[RECORDS PROVIDED]
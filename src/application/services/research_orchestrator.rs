use std::sync::Arc;
use std::time::Duration;

use tokio::sync::mpsc;
use tracing::Instrument;

use crate::application::ports::{Clock, ProviderError, ResearchProvider};
use crate::application::services::{
    DeferredResearch, ExecutionOutcome, JobManager, JobManagerError, RateLimitError, RateLimiter,
    ResearchExecutor,
};
use crate::domain::{
    DEFAULT_MIN_QUERY_LENGTH, JobId, RequestValidationError, ResearchOptions, ResearchRequest,
    ResearchResult,
};
use crate::infrastructure::observability::sanitize_prompt;

pub const QUEUE_UNAVAILABLE: &str = "research queue unavailable";

#[derive(Debug, Clone, PartialEq, Eq)]
pub struct OrchestratorConfig {
    /// Rate limiter key guarding the provider.
    pub provider_key: String,
    pub min_query_length: usize,
    /// Expected run time of a long-running request once admitted.
    pub deep_estimate: Duration,
}

impl Default for OrchestratorConfig {
    fn default() -> Self {
        Self {
            provider_key: "perplexity".to_string(),
            min_query_length: DEFAULT_MIN_QUERY_LENGTH,
            deep_estimate: Duration::from_secs(120),
        }
    }
}

#[derive(Debug, Clone, PartialEq)]
pub enum SubmitOutcome {
    Sync {
        result: ResearchResult,
    },
    Async {
        job_id: JobId,
        estimated_time: Duration,
    },
}

pub struct ResearchOrchestrator<P>
where
    P: ResearchProvider,
{
    executor: Arc<ResearchExecutor<P>>,
    job_manager: Arc<JobManager>,
    rate_limiter: Arc<RateLimiter>,
    deferred_sender: mpsc::Sender<DeferredResearch>,
    clock: Arc<dyn Clock>,
    config: OrchestratorConfig,
}

impl<P> ResearchOrchestrator<P>
where
    P: ResearchProvider + 'static,
{
    pub fn new(
        executor: Arc<ResearchExecutor<P>>,
        job_manager: Arc<JobManager>,
        rate_limiter: Arc<RateLimiter>,
        deferred_sender: mpsc::Sender<DeferredResearch>,
        clock: Arc<dyn Clock>,
        config: OrchestratorConfig,
    ) -> Self {
        Self {
            executor,
            job_manager,
            rate_limiter,
            deferred_sender,
            clock,
            config,
        }
    }

    pub async fn submit(
        &self,
        query: &str,
        options: ResearchOptions,
    ) -> Result<SubmitOutcome, ResearchError> {
        self.submit_request(ResearchRequest::new(query, options))
            .await
    }

    #[tracing::instrument(skip(self, request), fields(deep = request.options.deep))]
    pub async fn submit_request(
        &self,
        request: ResearchRequest,
    ) -> Result<SubmitOutcome, ResearchError> {
        request.validate(self.config.min_query_length)?;
        tracing::debug!(query = %sanitize_prompt(&request.query), "Research request received");

        if !self.rate_limiter.track_request(&self.config.provider_key)? {
            tracing::info!(provider_key = %self.config.provider_key, "Provider saturated, deferring request");
            return self.defer(request).await;
        }

        if request.options.deep {
            return self.start_deep(request).await;
        }

        match self.executor.call_provider(&request).await {
            Ok(result) => Ok(SubmitOutcome::Sync { result }),
            Err(e) if e.is_rate_limited() => {
                tracing::warn!(error = %e, "Provider reported rate limiting, deferring request");
                self.defer(request).await
            }
            Err(e) => {
                tracing::error!(error = %e, "Provider call failed");
                Err(ResearchError::Provider(e))
            }
        }
    }

    async fn defer(&self, request: ResearchRequest) -> Result<SubmitOutcome, ResearchError> {
        let deep = request.options.deep;
        let job = self.job_manager.create_job(request).await?;
        let job_id = job.id;

        if let Err(e) = self.deferred_sender.try_send(DeferredResearch { job_id }) {
            tracing::error!(job_id = %job_id, error = %e, "Failed to enqueue deferred research");
            self.abandon(job_id).await?;
        }

        let info = self.rate_limiter.get_rate_limit_info(&self.config.provider_key)?;
        let until_reset = (info.reset_time - self.clock.now())
            .to_std()
            .unwrap_or(Duration::ZERO);
        let run_time = if deep {
            self.config.deep_estimate
        } else {
            Duration::ZERO
        };

        Ok(SubmitOutcome::Async {
            job_id,
            estimated_time: until_reset + run_time,
        })
    }

    async fn start_deep(&self, request: ResearchRequest) -> Result<SubmitOutcome, ResearchError> {
        let job = self.job_manager.create_job(request).await?;
        let job_id = job.id;

        let executor = Arc::clone(&self.executor);
        let sender = self.deferred_sender.clone();
        let span = tracing::info_span!("deep_research", job_id = %job_id);
        tokio::spawn(
            async move {
                match executor.execute(job_id).await {
                    Ok(ExecutionOutcome::Finished(_)) => {}
                    Ok(ExecutionOutcome::RateLimited) => {
                        // The job stays `processing`; the worker resumes it once admitted.
                        if let Err(e) = sender.try_send(DeferredResearch { job_id }) {
                            tracing::error!(
                                error = %e,
                                "Failed to enqueue rate limited deep research"
                            );
                            if let Err(e) = executor.give_up(job_id, QUEUE_UNAVAILABLE).await {
                                tracing::error!(error = %e, "Deep research job bookkeeping failed");
                            }
                        }
                    }
                    Err(e) => {
                        tracing::error!(error = %e, "Deep research job bookkeeping failed");
                    }
                }
            }
            .instrument(span),
        );

        tracing::info!(job_id = %job_id, "Deep research job started");
        Ok(SubmitOutcome::Async {
            job_id,
            estimated_time: self.config.deep_estimate,
        })
    }

    /// Jobs can only fail from `processing`, so the job is started first.
    async fn abandon(&self, job_id: JobId) -> Result<(), JobManagerError> {
        self.job_manager.start_job(job_id).await?;
        self.job_manager.fail_job(job_id, QUEUE_UNAVAILABLE).await?;
        Ok(())
    }
}

#[derive(Debug, thiserror::Error)]
pub enum ResearchError {
    #[error("validation: {0}")]
    Validation(#[from] RequestValidationError),
    #[error("rate limit: {0}")]
    RateLimit(#[from] RateLimitError),
    #[error("provider: {0}")]
    Provider(#[from] ProviderError),
    #[error("job: {0}")]
    Job(#[from] JobManagerError),
}
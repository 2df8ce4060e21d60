use std::str::FromStr;
use std::time::Duration;

use axum::Json;
use axum::extract::{Path, Query, State};
use axum::http::StatusCode;
use axum::response::{IntoResponse, Response};
use serde::Deserialize;
use uuid::Uuid;

use crate::application::ports::ResearchProvider;
use crate::application::services::{JobManagerError, PollError};
use crate::domain::{JobId, JobStatus};
use crate::presentation::state::AppState;

use super::responses::{JobListResponse, JobResponse, ResearchResultResponse, error_response};

const MIN_POLL_INTERVAL_MS: u64 = 10;

#[derive(Debug, Deserialize)]
pub struct WaitParams {
    pub max_attempts: Option<u32>,
    pub interval_ms: Option<u64>,
}

#[derive(Debug, Deserialize)]
pub struct ListJobsParams {
    pub status: Option<String>,
}

const ALL_STATUSES: [JobStatus; 4] = [
    JobStatus::Queued,
    JobStatus::Processing,
    JobStatus::Completed,
    JobStatus::Failed,
];

fn parse_job_id(raw: &str) -> Result<JobId, Response> {
    Uuid::parse_str(raw)
        .map(JobId::from_uuid)
        .map_err(|_| error_response(StatusCode::BAD_REQUEST, format!("Invalid job ID: {}", raw)))
}

fn job_error_response(error: JobManagerError) -> Response {
    match error {
        JobManagerError::NotFound(id) => {
            error_response(StatusCode::NOT_FOUND, format!("Job not found: {}", id))
        }
        e => {
            tracing::error!(error = %e, "Job lookup failed");
            error_response(
                StatusCode::INTERNAL_SERVER_ERROR,
                format!("Failed to fetch job: {}", e),
            )
        }
    }
}

#[tracing::instrument(skip(state))]
pub async fn job_status_handler<P>(
    State(state): State<AppState<P>>,
    Path(job_id): Path<String>,
) -> impl IntoResponse
where
    P: ResearchProvider + 'static,
{
    let id = match parse_job_id(&job_id) {
        Ok(id) => id,
        Err(response) => return response,
    };

    match state.job_manager.get_job_status(id).await {
        Ok(job) => (StatusCode::OK, Json(JobResponse::from(job))).into_response(),
        Err(e) => job_error_response(e),
    }
}

/// Lists jobs oldest first, optionally narrowed to one status.
#[tracing::instrument(skip(state))]
pub async fn list_jobs_handler<P>(
    State(state): State<AppState<P>>,
    Query(params): Query<ListJobsParams>,
) -> impl IntoResponse
where
    P: ResearchProvider + 'static,
{
    let statuses = match params.status.as_deref() {
        Some(raw) => match JobStatus::from_str(raw) {
            Ok(status) => vec![status],
            Err(e) => return error_response(StatusCode::BAD_REQUEST, e),
        },
        None => ALL_STATUSES.to_vec(),
    };

    let mut jobs = Vec::new();
    for status in statuses {
        match state.job_manager.list_jobs(status).await {
            Ok(found) => jobs.extend(found),
            Err(e) => return job_error_response(e),
        }
    }
    jobs.sort_by_key(|job| job.created_at);

    let jobs: Vec<JobResponse> = jobs.into_iter().map(JobResponse::from).collect();
    (
        StatusCode::OK,
        Json(JobListResponse {
            count: jobs.len(),
            jobs,
        }),
    )
        .into_response()
}

#[tracing::instrument(skip(state))]
pub async fn delete_job_handler<P>(
    State(state): State<AppState<P>>,
    Path(job_id): Path<String>,
) -> impl IntoResponse
where
    P: ResearchProvider + 'static,
{
    let id = match parse_job_id(&job_id) {
        Ok(id) => id,
        Err(response) => return response,
    };

    match state.job_manager.delete_job(id).await {
        Ok(()) => StatusCode::NO_CONTENT.into_response(),
        Err(e) => job_error_response(e),
    }
}

/// Blocks until the job is terminal or the attempt budget runs out.
#[tracing::instrument(skip(state))]
pub async fn wait_for_job_handler<P>(
    State(state): State<AppState<P>>,
    Path(job_id): Path<String>,
    Query(params): Query<WaitParams>,
) -> impl IntoResponse
where
    P: ResearchProvider + 'static,
{
    let id = match parse_job_id(&job_id) {
        Ok(id) => id,
        Err(response) => return response,
    };

    let research = &state.settings.research;
    let max_attempts = params
        .max_attempts
        .unwrap_or(research.poll_max_attempts)
        .clamp(1, research.poll_max_attempts.max(1));
    let interval = Duration::from_millis(
        params
            .interval_ms
            .unwrap_or(research.poll_interval_ms)
            .max(MIN_POLL_INTERVAL_MS),
    );

    match state
        .job_poller
        .poll_job_status(id, max_attempts, interval)
        .await
    {
        Ok(result) => (StatusCode::OK, Json(ResearchResultResponse::from(result))).into_response(),
        Err(PollError::JobFailed(reason)) => {
            error_response(StatusCode::UNPROCESSABLE_ENTITY, reason)
        }
        Err(PollError::Timeout { attempts }) => error_response(
            StatusCode::REQUEST_TIMEOUT,
            format!("Job {} still running after {} checks", id, attempts),
        ),
        Err(e) => {
            tracing::error!(error = %e, "Polling failed");
            error_response(StatusCode::INTERNAL_SERVER_ERROR, e.to_string())
        }
    }
}
use async_trait::async_trait;
use chrono::{DateTime, Utc};

use crate::domain::{Job, JobId, JobStatus, JobUpdate};

use super::RepositoryError;

#[async_trait]
pub trait JobRepository: Send + Sync {
    async fn create(&self, job: &Job) -> Result<(), RepositoryError>;

    async fn get_by_id(&self, id: JobId) -> Result<Option<Job>, RepositoryError>;

    /// Validates and applies the transition atomically, returning the updated job.
    async fn update_status(
        &self,
        id: JobId,
        status: JobStatus,
        update: JobUpdate,
        now: DateTime<Utc>,
    ) -> Result<Job, RepositoryError>;

    async fn delete(&self, id: JobId) -> Result<bool, RepositoryError>;

    async fn list_by_status(&self, status: JobStatus) -> Result<Vec<Job>, RepositoryError>;

    async fn count(&self) -> Result<usize, RepositoryError>;

    /// Removes terminal jobs that finished before `cutoff`.
    async fn evict_terminal_before(&self, cutoff: DateTime<Utc>) -> Result<usize, RepositoryError>;
}
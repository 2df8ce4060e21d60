pub mod clock;
pub mod llm;
pub mod observability;
pub mod persistence;
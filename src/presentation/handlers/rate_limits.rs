use axum::Json;
use axum::extract::{Path, State};
use axum::http::StatusCode;
use axum::response::IntoResponse;
use serde::Serialize;

use crate::application::ports::ResearchProvider;
use crate::presentation::state::AppState;

use super::responses::error_response;

#[derive(Serialize)]
pub struct RateLimitResponse {
    pub key: String,
    pub remaining: u32,
    pub limit: u32,
    pub reset_time: String,
}

pub async fn rate_limit_handler<P>(
    State(state): State<AppState<P>>,
    Path(key): Path<String>,
) -> impl IntoResponse
where
    P: ResearchProvider + 'static,
{
    match state.rate_limiter.get_rate_limit_info(&key) {
        Ok(info) => (
            StatusCode::OK,
            Json(RateLimitResponse {
                key,
                remaining: info.remaining,
                limit: info.limit,
                reset_time: info.reset_time.to_rfc3339(),
            }),
        )
            .into_response(),
        Err(e) => error_response(StatusCode::BAD_REQUEST, e.to_string()),
    }
}
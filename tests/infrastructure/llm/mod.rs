mod fake_vendor;
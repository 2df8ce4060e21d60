use axum::Json;
use axum::extract::State;
use axum::http::StatusCode;
use axum::response::IntoResponse;
use serde::Serialize;

use crate::application::ports::ResearchProvider;
use crate::presentation::state::AppState;

#[derive(Serialize)]
pub struct HealthResponse {
    pub status: &'static str,
    pub version: &'static str,
    pub provider: String,
    pub tracked_jobs: Option<usize>,
}

/// Liveness plus a cheap look at the job store; a failing count does not fail the health check.
pub async fn health_handler<P>(State(state): State<AppState<P>>) -> impl IntoResponse
where
    P: ResearchProvider + 'static,
{
    let tracked_jobs = match state.job_manager.job_count().await {
        Ok(count) => Some(count),
        Err(e) => {
            tracing::warn!(error = %e, "Job count unavailable for health check");
            None
        }
    };

    (
        StatusCode::OK,
        Json(HealthResponse {
            status: "healthy",
            version: env!("CARGO_PKG_VERSION"),
            provider: state.settings.provider.name.clone(),
            tracked_jobs,
        }),
    )
}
[/RECORDS PROVIDED]
# TRY IT
The lines to show are those in the data above that include "admitted".

# TASK SOLUTION
    /// Expected run time of a long-running request once admitted.
                        // The job stays `processing`; the worker resumes it once admitted.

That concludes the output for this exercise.